Tandis que son frère est affecté à la Province de Bordeaux, il fait choix de la Province de Lyon. Il arrive à Douvaine (Haute-Savoie) sur les bords du Lac Léman en 1926 pour prendre en charge la fonction d’économe à l’orphelinat qu’il conserve jusqu’en 1944. Il y célèbre le 29 septembre 1949 son jubilé d’or sacerdotal. Il meurt à Douvaine, le 5 novembre 1949, dans sa 79ème année, 23 ans après son frère le P. Hyacinthe.

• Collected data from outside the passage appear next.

//! Tool trait — the abstraction over agent capabilities.
//!
//! The set of tools is fixed at startup. The reasoning loop sees each tool as
//! a [`ToolSpec`] (name, description, input schema) and calls it through the
//! [`ToolRegistry`], which validates input and enforces a per-call timeout.

use async_trait::async_trait;
use serde::{Deserialize, Serialize};
use std::collections::HashMap;
use std::time::{Duration, Instant};

use crate::error::ToolError;
use crate::message::{SessionId, ToolInvocation};
use crate::provider::ToolDefinition;
use crate::schema;

/// Default per-call timeout.
pub const DEFAULT_CALL_TIMEOUT: Duration = Duration::from_secs(15);

/// Which session toggle governs a tool.
#[derive(Debug, Clone, Copy, PartialEq, Eq, Hash, Serialize, Deserialize)]
#[serde(rename_all = "snake_case")]
pub enum ToolKind {
    /// An action tool, gated by `tools_enabled`.
    Action,
    /// A knowledge-base lookup, gated by `rag_enabled`.
    Retrieval,
}

/// What the model is told about a tool.
#[derive(Debug, Clone, PartialEq, Serialize, Deserialize)]
pub struct ToolSpec {
    pub name: String,
    pub description: String,
    pub input_schema: serde_json::Value,
    pub kind: ToolKind,
}

impl ToolSpec {
    pub fn to_definition(&self) -> ToolDefinition {
        ToolDefinition {
            name: self.name.clone(),
            description: self.description.clone(),
            parameters: self.input_schema.clone(),
        }
    }
}

/// Per-call context handed to a tool.
#[derive(Debug, Clone)]
pub struct ToolContext {
    pub session_id: SessionId,
}

impl ToolContext {
    pub fn new(session_id: SessionId) -> Self {
        Self { session_id }
    }
}

/// The result of a tool execution.
#[derive(Debug, Clone, Serialize, Deserialize)]
pub struct ToolResult {
    /// Whether the tool executed successfully
    pub success: bool,

    /// The output content
    pub output: String,

    /// Optional structured data
    #[serde(default, skip_serializing_if = "Option::is_none")]
    pub data: Option<serde_json::Value>,
}

impl ToolResult {
    pub fn ok(output: impl Into<String>) -> Self {
        Self {
            success: true,
            output: output.into(),
            data: None,
        }
    }

    pub fn with_data(mut self, data: serde_json::Value) -> Self {
        self.data = Some(data);
        self
    }
}

/// The core Tool trait.
#[async_trait]
pub trait Tool: Send + Sync {
    /// The unique name of this tool (e.g., "calculator").
    fn name(&self) -> &str;

    /// A description of what this tool does (sent to the LLM).
    fn description(&self) -> &str;

    /// JSON Schema describing this tool's parameters.
    fn parameters_schema(&self) -> serde_json::Value;

    fn kind(&self) -> ToolKind {
        ToolKind::Action
    }

    /// Execute the tool. Input has already been validated against the schema.
    async fn execute(
        &self,
        arguments: serde_json::Value,
        ctx: &ToolContext,
    ) -> Result<ToolResult, ToolError>;

    fn spec(&self) -> ToolSpec {
        ToolSpec {
            name: self.name().to_string(),
            description: self.description().to_string(),
            input_schema: self.parameters_schema(),
            kind: self.kind(),
        }
    }
}

/// A registry of available tools.
pub struct ToolRegistry {
    tools: HashMap<String, Box<dyn Tool>>,
    call_timeout: Duration,
}

impl ToolRegistry {
    pub fn new() -> Self {
        Self {
            tools: HashMap::new(),
            call_timeout: DEFAULT_CALL_TIMEOUT,
        }
    }

    pub fn with_call_timeout(mut self, timeout: Duration) -> Self {
        self.call_timeout = timeout;
        self
    }

    pub fn call_timeout(&self) -> Duration {
        self.call_timeout
    }

    /// Register a tool. Replaces any existing tool with the same name.
    pub fn register(&mut self, tool: Box<dyn Tool>) {
        let name = tool.name().to_string();
        self.tools.insert(name, tool);
    }

    /// Get a tool by name.
    pub fn get(&self, name: &str) -> Option<&dyn Tool> {
        self.tools.get(name).map(|t| t.as_ref())
    }

    /// Every tool spec, sorted by name.
    pub fn list_tools(&self) -> Vec<ToolSpec> {
        let mut specs: Vec<ToolSpec> = self.tools.values().map(|t| t.spec()).collect();
        specs.sort_by(|a, b| a.name.cmp(&b.name));
        specs
    }

    /// Invoke a tool: look it up, validate input, run it under the call timeout.
    pub async fn invoke(
        &self,
        name: &str,
        input: serde_json::Value,
        ctx: &ToolContext,
    ) -> Result<ToolResult, ToolError> {
        let tool = self
            .tools
            .get(name)
            .ok_or_else(|| ToolError::NotFound(name.to_string()))?;

        schema::validate(&tool.parameters_schema(), &input).map_err(|reason| {
            ToolError::InvalidInput {
                tool_name: name.to_string(),
                reason,
            }
        })?;

        match tokio::time::timeout(self.call_timeout, tool.execute(input, ctx)).await {
            Ok(result) => result,
            Err(_) => Err(ToolError::Timeout {
                tool_name: name.to_string(),
                timeout_ms: self.call_timeout.as_millis() as u64,
            }),
        }
    }

    /// Invoke and also produce the [`ToolInvocation`] record for the message.
    pub async fn invoke_recorded(
        &self,
        name: &str,
        input: serde_json::Value,
        ctx: &ToolContext,
    ) -> (ToolInvocation, Result<ToolResult, ToolError>) {
        let started = Instant::now();
        let result = self.invoke(name, input.clone(), ctx).await;
        let (output, error) = match &result {
            Ok(r) => (Some(r.output.clone()), None),
            Err(e) => (None, Some(e.to_string())),
        };
        let record = ToolInvocation {
            tool_name: name.to_string(),
            input,
            output,
            error,
            latency_ms: started.elapsed().as_millis() as u64,
        };
        (record, result)
    }

    /// List all registered tool names, sorted.
    pub fn names(&self) -> Vec<&str> {
        let mut names: Vec<&str> = self.tools.keys().map(|s| s.as_str()).collect();
        names.sort_unstable();
        names
    }

    pub fn len(&self) -> usize {
        self.tools.len()
    }

    pub fn is_empty(&self) -> bool {
        self.tools.is_empty()
    }
}

impl Default for ToolRegistry {
    fn default() -> Self {
        Self::new()
    }
}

Circonstances de son décès.

« A en juger par les apparences, il semblait que le P. Léonce, d’une robuste constitution, pouvait jouir encore longtemps d’une retraite bien méritée. Levé tous les jours à 5h.30, il venait à l’oratoire de la communauté pour se préparer à célébrer l’eucharistie à 6h.15. Il employait les heures de la journée à faire de longues lectures spirituelles qu’il interrompait pour prier, agenouillé sur son prie-Dieu, tourné vers l’oratoire qui se trouve en face de sa chambre. Avec la régularité méticuleuse qu’il apportait en tout, il faisait sur le soir une longue visite au Saint- Sacrement. Entre temps, il rendait service au secrétariat, prenant la garde du téléphone en l’absence de la secrétaire et aidant celle-ci dans les écritures. A table, il sortait de temps en temps de son silence habituel pour préciser un point de liturgie qu’il connaissait parfaitement, rappeler des souvenirs historiques ou rompre avec ses confrères plus jeunes quelques lances sur la littérature moderne, avec sa vigueur native. La journée du 4 novembre se passa comme les autres. Vers 2 heures du matin, le samedi 5, son voisin de chambre l’entendit pousser quelques soupirs très brefs, mais sans s’inquiéter outre mesure, le Père ayant parfois des cauchemars dans son sommeil. On ne vit pas de lumière dans sa chambre à 5h.30 et on ne l’aperçut pas à l’oratoire pour la messe. Comme il ne répondait pas aux coups frappés à sa porte, on entra dans sa chambre et on le trouva couché, inanimé, mais les membres encore tièdes. Ses obsèques ont été célébrées dans l’église paroissiale de Douvaine. Le P. Léonce était par excellence l’homme du devoir et de la régularité, qui avait l’?il à tout, donnait le travail à chacun des ouvriers, en contrôlait l’exécution et conduisait l’exploitation de notre vaste domaine avec le minimum de dépenses et le maximum de rendement. Il suivait le menu de la cuisine de près et, s’il était économe par nature, il ne lésinait pas sur les dépenses nécessaires. Sa régularité était telle qu’on n’a pas le souvenir de l’avoir vu en retard aux repas. ».

Bibliographies

?Bibliographie et documentation:

Lettre à la Famille, 1950, n° 88, p. 4. Du P. Léonce Hannebique, dans les ACR, correspondances (1901-1926), rapport sur Zongouldak (1911). Rapport cité sur Zongouldak, 10 décembre 1911.